*What is needed*
Print out all the records, word for word.

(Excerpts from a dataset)
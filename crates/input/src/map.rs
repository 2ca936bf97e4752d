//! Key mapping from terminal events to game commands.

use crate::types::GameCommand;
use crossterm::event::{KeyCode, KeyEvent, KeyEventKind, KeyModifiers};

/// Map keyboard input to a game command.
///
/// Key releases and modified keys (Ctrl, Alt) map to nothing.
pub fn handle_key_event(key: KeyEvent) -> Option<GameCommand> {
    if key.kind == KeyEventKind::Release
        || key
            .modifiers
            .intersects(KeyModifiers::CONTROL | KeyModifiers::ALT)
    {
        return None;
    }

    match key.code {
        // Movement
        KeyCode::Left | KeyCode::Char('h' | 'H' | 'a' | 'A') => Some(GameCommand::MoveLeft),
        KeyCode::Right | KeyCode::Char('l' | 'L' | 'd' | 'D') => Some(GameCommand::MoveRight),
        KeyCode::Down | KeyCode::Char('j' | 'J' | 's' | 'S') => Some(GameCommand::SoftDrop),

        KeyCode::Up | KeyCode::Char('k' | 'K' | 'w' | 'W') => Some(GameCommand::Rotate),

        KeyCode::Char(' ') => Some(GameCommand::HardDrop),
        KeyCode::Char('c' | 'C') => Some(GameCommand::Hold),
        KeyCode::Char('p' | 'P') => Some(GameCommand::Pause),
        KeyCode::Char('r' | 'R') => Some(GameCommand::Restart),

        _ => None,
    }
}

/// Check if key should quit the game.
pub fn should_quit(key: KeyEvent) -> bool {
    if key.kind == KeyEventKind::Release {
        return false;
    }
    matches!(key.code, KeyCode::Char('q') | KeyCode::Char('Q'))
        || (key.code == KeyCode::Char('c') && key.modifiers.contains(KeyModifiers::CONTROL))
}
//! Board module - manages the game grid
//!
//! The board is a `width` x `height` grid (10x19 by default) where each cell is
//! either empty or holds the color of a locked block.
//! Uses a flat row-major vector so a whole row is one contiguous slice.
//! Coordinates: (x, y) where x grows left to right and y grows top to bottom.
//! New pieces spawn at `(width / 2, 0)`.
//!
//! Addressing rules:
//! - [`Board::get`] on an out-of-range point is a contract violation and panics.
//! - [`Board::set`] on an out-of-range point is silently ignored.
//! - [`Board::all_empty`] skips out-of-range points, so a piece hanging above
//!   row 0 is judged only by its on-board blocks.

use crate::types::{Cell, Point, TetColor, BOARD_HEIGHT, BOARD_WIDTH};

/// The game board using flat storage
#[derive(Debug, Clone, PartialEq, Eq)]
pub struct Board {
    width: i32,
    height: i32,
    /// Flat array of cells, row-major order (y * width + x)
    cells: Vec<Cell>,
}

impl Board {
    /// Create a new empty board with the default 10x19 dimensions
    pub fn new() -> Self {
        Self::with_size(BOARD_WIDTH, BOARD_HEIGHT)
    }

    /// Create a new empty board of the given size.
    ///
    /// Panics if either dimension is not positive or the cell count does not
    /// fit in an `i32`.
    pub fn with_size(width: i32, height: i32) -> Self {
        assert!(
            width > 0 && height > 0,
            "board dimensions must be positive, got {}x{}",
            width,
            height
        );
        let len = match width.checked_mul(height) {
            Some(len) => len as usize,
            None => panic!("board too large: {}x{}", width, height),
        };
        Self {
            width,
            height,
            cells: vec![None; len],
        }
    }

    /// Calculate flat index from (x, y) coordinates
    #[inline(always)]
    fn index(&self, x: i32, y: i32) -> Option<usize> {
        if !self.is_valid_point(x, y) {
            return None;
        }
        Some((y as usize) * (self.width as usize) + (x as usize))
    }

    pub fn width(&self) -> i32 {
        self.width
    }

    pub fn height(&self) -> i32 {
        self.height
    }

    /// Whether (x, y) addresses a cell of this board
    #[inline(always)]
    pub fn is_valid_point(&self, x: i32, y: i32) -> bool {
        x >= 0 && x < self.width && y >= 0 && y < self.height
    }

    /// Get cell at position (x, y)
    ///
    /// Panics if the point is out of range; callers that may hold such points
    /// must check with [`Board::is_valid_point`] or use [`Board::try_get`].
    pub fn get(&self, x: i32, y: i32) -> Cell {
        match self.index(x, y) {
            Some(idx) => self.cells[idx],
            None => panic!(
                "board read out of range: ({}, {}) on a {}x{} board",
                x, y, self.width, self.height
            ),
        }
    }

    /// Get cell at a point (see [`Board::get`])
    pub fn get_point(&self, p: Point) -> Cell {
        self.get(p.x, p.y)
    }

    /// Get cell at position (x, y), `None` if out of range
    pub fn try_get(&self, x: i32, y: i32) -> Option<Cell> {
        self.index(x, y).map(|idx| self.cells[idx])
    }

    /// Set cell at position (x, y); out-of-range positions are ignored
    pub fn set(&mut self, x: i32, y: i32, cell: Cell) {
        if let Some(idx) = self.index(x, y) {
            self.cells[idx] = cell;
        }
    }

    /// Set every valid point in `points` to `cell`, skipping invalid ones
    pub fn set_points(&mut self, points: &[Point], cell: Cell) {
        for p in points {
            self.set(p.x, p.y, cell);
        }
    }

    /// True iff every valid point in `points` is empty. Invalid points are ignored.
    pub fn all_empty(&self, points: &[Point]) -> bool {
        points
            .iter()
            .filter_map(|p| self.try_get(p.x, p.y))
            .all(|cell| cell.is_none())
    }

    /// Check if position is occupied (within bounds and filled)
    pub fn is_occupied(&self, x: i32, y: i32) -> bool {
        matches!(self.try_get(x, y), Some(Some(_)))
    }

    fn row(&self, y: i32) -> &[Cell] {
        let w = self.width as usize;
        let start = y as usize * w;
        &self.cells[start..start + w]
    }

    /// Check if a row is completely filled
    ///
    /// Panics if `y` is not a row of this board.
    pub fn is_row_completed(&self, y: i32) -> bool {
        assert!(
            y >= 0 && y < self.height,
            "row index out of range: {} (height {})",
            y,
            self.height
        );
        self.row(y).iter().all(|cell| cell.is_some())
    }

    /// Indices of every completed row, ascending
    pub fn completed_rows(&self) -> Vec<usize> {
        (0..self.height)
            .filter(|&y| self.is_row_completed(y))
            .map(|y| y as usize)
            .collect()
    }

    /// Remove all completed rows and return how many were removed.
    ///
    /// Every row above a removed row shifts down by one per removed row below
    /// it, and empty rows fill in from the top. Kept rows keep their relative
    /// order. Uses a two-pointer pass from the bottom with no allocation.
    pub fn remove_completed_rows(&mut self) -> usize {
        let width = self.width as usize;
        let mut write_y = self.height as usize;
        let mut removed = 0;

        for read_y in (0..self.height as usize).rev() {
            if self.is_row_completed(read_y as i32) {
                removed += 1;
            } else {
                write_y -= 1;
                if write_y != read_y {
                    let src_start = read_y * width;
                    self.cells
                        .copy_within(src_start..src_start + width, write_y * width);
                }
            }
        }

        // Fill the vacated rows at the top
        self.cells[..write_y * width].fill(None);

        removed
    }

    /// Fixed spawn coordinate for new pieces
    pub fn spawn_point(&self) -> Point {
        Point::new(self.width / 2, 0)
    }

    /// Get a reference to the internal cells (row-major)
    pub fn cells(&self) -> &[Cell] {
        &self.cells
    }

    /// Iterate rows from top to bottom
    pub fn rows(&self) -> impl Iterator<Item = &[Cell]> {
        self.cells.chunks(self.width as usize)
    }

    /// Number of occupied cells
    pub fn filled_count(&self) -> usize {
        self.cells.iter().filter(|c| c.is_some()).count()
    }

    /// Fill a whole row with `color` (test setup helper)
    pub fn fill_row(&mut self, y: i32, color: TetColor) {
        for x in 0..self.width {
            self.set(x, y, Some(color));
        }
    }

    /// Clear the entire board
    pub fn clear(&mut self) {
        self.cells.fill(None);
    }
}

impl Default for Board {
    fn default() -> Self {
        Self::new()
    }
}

*Solved exercise*
filename crates/input/src/map.rs
repository 2ca936bf97e4752d
//! Key mapping from terminal events to game commands.

use crate::types::GameCommand;
use crossterm::event::{KeyCode, KeyEvent, KeyEventKind, KeyModifiers};

/// Map keyboard input to a game command.
///
/// Key releases and modified keys (Ctrl, Alt) map to nothing.
pub fn handle_key_event(key: KeyEvent) -> Option<GameCommand> {
    if key.kind == KeyEventKind::Release
        || key
            .modifiers
            .intersects(KeyModifiers::CONTROL | KeyModifiers::ALT)
    {
        return None;
    }

    match key.code {
        // Movement
        KeyCode::Left | KeyCode::Char('h' | 'H' | 'a' | 'A') => Some(GameCommand::MoveLeft),
        KeyCode::Right | KeyCode::Char('l' | 'L' | 'd' | 'D') => Some(GameCommand::MoveRight),
        KeyCode::Down | KeyCode::Char('j' | 'J' | 's' | 'S') => Some(GameCommand::SoftDrop),

        KeyCode::Up | KeyCode::Char('k' | 'K' | 'w' | 'W') => Some(GameCommand::Rotate),

        KeyCode::Char(' ') => Some(GameCommand::HardDrop),
        KeyCode::Char('c' | 'C') => Some(GameCommand::Hold),
        KeyCode::Char('p' | 'P') => Some(GameCommand::Pause),
        KeyCode::Char('r' | 'R') => Some(GameCommand::Restart),

        _ => None,
    }
}

/// Check if key should quit the game.
pub fn should_quit(key: KeyEvent) -> bool {
    if key.kind == KeyEventKind::Release {
        return false;
    }
    matches!(key.code, KeyCode::Char('q') | KeyCode::Char('Q'))
        || (key.code == KeyCode::Char('c') && key.modifiers.contains(KeyModifiers::CONTROL))
}
//! Board module - manages the game grid
//!
//! The board is a `width` x `height` grid (10x19 by default) where each cell is
//! either empty or holds the color of a locked block.
//! Uses a flat row-major vector so a whole row is one contiguous slice.
//! Coordinates: (x, y) where x grows left to right and y grows top to bottom.
//! New pieces spawn at `(width / 2, 0)`.
//!
//! Addressing rules:
//! - [`Board::get`] on an out-of-range point is a contract violation and panics.
//! - [`Board::set`] on an out-of-range point is silently ignored.
//! - [`Board::all_empty`] skips out-of-range points, so a piece hanging above
//!   row 0 is judged only by its on-board blocks.

use crate::types::{Cell, Point, TetColor, BOARD_HEIGHT, BOARD_WIDTH};

/// The game board using flat storage
#[derive(Debug, Clone, PartialEq, Eq)]
pub struct Board {
    width: i32,
    height: i32,
    /// Flat array of cells, row-major order (y * width + x)
    cells: Vec<Cell>,
}

impl Board {
    /// Create a new empty board with the default 10x19 dimensions
    pub fn new() -> Self {
        Self::with_size(BOARD_WIDTH, BOARD_HEIGHT)
    }

    /// Create a new empty board of the given size.
    ///
    /// Panics if either dimension is not positive or the cell count does not
    /// fit in an `i32`.
    pub fn with_size(width: i32, height: i32) -> Self {
        assert!(
            width > 0 && height > 0,
            "board dimensions must be positive, got {}x{}",
            width,
            height
        );
        let len = match width.checked_mul(height) {
            Some(len) => len as usize,
            None => panic!("board too large: {}x{}", width, height),
        };
        Self {
            width,
            height,
            cells: vec![None; len],
        }
    }

    /// Calculate flat index from (x, y) coordinates
    #[inline(always)]
    fn index(&self, x: i32, y: i32) -> Option<usize> {
        if !self.is_valid_point(x, y) {
            return None;
        }
        Some((y as usize) * (self.width as usize) + (x as usize))
    }

    pub fn width(&self) -> i32 {
        self.width
    }

    pub fn height(&self) -> i32 {
        self.height
    }

    /// Whether (x, y) addresses a cell of this board
    #[inline(always)]
    pub fn is_valid_point(&self, x: i32, y: i32) -> bool {
        x >= 0 && x < self.width && y >= 0 && y < self.height
    }

    /// Get cell at position (x, y)
    ///
    /// Panics if the point is out of range; callers that may hold such points
    /// must check with [`Board::is_valid_point`] or use [`Board::try_get`].
    pub fn get(&self, x: i32, y: i32) -> Cell {
        match self.index(x, y) {
            Some(idx) => self.cells[idx],
            None => panic!(
                "board read out of range: ({}, {}) on a {}x{} board",
                x, y, self.width, self.height
            ),
        }
    }

    /// Get cell at a point (see [`Board::get`])
    pub fn get_point(&self, p: Point) -> Cell {
        self.get(p.x, p.y)
    }

    /// Get cell at position (x, y), `None` if out of range
    pub fn try_get(&self, x: i32, y: i32) -> Option<Cell> {
        self.index(x, y).map(|idx| self.cells[idx])
    }

    /// Set cell at position (x, y); out-of-range positions are ignored
    pub fn set(&mut self, x: i32, y: i32, cell: Cell) {
        if let Some(idx) = self.index(x, y) {
            self.cells[idx] = cell;
        }
    }

    /// Set every valid point in `points` to `cell`, skipping invalid ones
    pub fn set_points(&mut self, points: &[Point], cell: Cell) {
        for p in points {
            self.set(p.x, p.y, cell);
        }
    }

    /// True iff every valid point in `points` is empty. Invalid points are ignored.
    pub fn all_empty(&self, points: &[Point]) -> bool {
        points
            .iter()
            .filter_map(|p| self.try_get(p.x, p.y))
            .all(|cell| cell.is_none())
    }

    /// Check if position is occupied (within bounds and filled)
    pub fn is_occupied(&self, x: i32, y: i32) -> bool {
        matches!(self.try_get(x, y), Some(Some(_)))
    }

    fn row(&self, y: i32) -> &[Cell] {
        let w = self.width as usize;
        let start = y as usize * w;
        &self.cells[start..start + w]
    }

    /// Check if a row is completely filled
    ///
    /// Panics if `y` is not a row of this board.
    pub fn is_row_completed(&self, y: i32) -> bool {
        assert!(
            y >= 0 && y < self.height,
            "row index out of range: {} (height {})",
            y,
            self.height
        );
        self.row(y).iter().all(|cell| cell.is_some())
    }

    /// Indices of every completed row, ascending
    pub fn completed_rows(&self) -> Vec<usize> {
        (0..self.height)
            .filter(|&y| self.is_row_completed(y))
            .map(|y| y as usize)
            .collect()
    }

    /// Remove all completed rows and return how many were removed.
    ///
    /// Every row above a removed row shifts down by one per removed row below
    /// it, and empty rows fill in from the top. Kept rows keep their relative
    /// order. Uses a two-pointer pass from the bottom with no allocation.
    pub fn remove_completed_rows(&mut self) -> usize {
        let width = self.width as usize;
        let mut write_y = self.height as usize;
        let mut removed = 0;

        for read_y in (0..self.height as usize).rev() {
            if self.is_row_completed(read_y as i32) {
                removed += 1;
            } else {
                write_y -= 1;
                if write_y != read_y {
                    let src_start = read_y * width;
                    self.cells
                        .copy_within(src_start..src_start + width, write_y * width);
                }
            }
        }

        // Fill the vacated rows at the top
        self.cells[..write_y * width].fill(None);

        removed
    }

    /// Fixed spawn coordinate for new pieces
    pub fn spawn_point(&self) -> Point {
        Point::new(self.width / 2, 0)
    }

    /// Get a reference to the internal cells (row-major)
    pub fn cells(&self) -> &[Cell] {
        &self.cells
    }

    /// Iterate rows from top to bottom
    pub fn rows(&self) -> impl Iterator<Item = &[Cell]> {
        self.cells.chunks(self.width as usize)
    }

    /// Number of occupied cells
    pub fn filled_count(&self) -> usize {
        self.cells.iter().filter(|c| c.is_some()).count()
    }

    /// Fill a whole row with `color` (test setup helper)
    pub fn fill_row(&mut self, y: i32, color: TetColor) {
        for x in 0..self.width {
            self.set(x, y, Some(color));
        }
    }

    /// Clear the entire board
    pub fn clear(&mut self) {
        self.cells.fill(None);
    }
}

impl Default for Board {
    fn default() -> Self {
        Self::new()
    }
}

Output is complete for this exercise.